(TASK INSTRUCTIONS): Your answer should be every line from the records that contains "FeatureWeight".

(INFORMATION SHOWN):

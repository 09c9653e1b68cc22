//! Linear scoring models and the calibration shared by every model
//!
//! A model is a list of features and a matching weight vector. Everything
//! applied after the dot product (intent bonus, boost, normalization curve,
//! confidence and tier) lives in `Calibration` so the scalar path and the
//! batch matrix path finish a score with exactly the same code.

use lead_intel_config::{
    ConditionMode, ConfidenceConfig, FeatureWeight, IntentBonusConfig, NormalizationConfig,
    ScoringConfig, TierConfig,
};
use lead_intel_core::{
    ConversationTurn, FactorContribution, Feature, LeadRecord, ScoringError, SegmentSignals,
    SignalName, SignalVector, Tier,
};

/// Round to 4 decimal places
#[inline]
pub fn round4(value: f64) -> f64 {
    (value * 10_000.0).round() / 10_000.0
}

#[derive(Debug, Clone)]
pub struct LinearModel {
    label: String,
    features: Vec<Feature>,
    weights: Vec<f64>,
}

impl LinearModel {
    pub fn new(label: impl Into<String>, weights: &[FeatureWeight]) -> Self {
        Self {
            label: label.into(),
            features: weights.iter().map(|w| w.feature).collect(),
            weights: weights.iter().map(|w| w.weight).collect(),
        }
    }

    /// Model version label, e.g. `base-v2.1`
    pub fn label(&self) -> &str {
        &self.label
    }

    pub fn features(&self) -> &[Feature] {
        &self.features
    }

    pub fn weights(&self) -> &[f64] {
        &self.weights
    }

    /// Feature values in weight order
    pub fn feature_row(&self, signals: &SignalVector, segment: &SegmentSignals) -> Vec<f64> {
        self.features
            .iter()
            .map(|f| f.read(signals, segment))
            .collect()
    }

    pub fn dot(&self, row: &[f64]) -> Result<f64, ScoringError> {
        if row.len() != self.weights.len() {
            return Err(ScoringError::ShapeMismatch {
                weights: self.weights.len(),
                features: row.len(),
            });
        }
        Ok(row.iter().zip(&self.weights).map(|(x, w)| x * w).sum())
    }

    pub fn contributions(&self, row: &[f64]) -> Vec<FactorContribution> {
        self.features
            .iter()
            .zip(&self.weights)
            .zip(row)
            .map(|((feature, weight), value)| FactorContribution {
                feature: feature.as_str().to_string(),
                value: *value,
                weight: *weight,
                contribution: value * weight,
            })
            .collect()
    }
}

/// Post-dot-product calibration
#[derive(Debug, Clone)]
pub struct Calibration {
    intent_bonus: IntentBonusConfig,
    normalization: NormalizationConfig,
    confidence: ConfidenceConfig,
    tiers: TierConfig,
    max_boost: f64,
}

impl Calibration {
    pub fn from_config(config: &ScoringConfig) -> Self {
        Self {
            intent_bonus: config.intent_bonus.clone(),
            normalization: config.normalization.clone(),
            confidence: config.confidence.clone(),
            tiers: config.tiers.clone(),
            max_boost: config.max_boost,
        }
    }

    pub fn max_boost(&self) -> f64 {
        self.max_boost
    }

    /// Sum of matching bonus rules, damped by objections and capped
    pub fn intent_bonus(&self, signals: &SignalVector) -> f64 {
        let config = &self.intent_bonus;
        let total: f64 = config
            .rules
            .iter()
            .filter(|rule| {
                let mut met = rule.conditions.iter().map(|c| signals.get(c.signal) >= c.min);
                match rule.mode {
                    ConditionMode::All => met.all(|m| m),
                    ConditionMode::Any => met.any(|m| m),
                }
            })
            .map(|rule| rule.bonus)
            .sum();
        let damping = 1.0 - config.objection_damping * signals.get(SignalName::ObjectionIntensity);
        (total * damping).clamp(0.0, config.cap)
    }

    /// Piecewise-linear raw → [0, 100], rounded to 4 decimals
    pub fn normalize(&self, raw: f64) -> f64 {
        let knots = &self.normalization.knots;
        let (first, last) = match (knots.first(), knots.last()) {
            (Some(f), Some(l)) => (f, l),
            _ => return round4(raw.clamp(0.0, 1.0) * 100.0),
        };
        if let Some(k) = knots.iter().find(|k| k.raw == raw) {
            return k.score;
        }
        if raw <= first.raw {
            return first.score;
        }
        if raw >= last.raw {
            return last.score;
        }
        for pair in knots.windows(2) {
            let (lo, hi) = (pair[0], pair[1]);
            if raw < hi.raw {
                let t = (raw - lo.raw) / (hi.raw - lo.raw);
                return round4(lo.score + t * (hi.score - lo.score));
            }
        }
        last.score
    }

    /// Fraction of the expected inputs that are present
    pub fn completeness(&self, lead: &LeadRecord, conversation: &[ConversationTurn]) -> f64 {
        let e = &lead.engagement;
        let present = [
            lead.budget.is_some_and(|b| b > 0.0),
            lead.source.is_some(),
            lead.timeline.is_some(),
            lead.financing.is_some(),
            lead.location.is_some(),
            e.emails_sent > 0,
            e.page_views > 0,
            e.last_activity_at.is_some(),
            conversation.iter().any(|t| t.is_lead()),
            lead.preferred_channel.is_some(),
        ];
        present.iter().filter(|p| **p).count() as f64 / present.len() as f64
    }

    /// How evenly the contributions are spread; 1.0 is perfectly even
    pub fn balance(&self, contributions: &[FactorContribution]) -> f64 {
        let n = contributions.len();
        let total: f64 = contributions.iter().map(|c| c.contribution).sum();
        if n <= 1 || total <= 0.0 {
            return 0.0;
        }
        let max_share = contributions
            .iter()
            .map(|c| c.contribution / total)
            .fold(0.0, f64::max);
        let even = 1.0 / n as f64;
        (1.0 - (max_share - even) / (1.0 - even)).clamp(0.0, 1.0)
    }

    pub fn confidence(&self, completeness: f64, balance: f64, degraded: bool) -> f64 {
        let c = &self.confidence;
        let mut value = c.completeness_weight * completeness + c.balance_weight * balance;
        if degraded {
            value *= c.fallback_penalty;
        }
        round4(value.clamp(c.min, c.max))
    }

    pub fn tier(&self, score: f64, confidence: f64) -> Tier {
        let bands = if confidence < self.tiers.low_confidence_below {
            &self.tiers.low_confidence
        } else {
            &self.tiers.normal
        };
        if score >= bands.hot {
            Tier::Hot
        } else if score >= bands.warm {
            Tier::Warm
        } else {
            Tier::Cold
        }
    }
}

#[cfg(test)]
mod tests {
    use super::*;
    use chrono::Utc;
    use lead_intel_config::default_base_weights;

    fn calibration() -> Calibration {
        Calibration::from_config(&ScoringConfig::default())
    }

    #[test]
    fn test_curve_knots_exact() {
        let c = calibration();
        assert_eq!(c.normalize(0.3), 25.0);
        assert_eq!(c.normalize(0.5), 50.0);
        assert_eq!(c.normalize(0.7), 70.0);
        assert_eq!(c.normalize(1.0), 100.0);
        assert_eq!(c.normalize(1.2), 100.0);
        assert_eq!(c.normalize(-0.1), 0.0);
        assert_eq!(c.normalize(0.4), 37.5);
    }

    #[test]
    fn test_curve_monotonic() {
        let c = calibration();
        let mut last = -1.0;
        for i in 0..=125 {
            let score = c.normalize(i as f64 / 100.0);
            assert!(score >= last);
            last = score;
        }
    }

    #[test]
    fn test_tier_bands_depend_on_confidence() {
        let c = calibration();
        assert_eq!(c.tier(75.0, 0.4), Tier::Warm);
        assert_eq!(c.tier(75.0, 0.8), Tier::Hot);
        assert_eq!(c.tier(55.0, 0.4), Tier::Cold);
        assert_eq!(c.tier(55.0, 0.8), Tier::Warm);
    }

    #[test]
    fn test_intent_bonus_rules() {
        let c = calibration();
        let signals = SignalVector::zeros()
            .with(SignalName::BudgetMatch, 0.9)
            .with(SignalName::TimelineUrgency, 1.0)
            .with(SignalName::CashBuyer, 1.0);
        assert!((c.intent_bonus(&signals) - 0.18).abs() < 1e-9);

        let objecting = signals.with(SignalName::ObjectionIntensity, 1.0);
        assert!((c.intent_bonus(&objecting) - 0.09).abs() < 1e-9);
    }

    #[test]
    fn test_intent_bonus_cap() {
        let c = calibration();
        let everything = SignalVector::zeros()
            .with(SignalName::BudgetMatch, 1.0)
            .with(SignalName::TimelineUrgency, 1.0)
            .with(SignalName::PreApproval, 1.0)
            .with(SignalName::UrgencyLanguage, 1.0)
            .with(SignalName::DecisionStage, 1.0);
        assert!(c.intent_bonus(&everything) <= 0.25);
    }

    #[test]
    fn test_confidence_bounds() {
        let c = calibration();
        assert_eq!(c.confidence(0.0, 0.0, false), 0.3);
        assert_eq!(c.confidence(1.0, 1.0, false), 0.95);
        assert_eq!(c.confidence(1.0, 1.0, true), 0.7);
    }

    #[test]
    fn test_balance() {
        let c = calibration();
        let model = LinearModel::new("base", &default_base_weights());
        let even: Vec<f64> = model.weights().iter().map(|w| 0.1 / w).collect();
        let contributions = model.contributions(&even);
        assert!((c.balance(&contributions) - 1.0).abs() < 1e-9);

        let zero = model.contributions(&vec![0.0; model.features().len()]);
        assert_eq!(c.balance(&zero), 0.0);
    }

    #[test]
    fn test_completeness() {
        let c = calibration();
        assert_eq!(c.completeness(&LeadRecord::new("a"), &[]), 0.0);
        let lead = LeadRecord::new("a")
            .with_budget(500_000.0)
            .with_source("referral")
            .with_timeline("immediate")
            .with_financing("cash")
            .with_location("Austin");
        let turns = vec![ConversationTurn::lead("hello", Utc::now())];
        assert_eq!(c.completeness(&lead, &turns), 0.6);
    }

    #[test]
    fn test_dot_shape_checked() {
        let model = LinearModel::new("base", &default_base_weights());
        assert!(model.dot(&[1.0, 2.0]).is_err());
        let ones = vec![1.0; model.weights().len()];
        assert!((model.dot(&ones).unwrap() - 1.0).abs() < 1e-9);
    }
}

(RESULT):
    ConditionMode, ConfidenceConfig, FeatureWeight, IntentBonusConfig, NormalizationConfig,
    pub fn new(label: impl Into<String>, weights: &[FeatureWeight]) -> Self {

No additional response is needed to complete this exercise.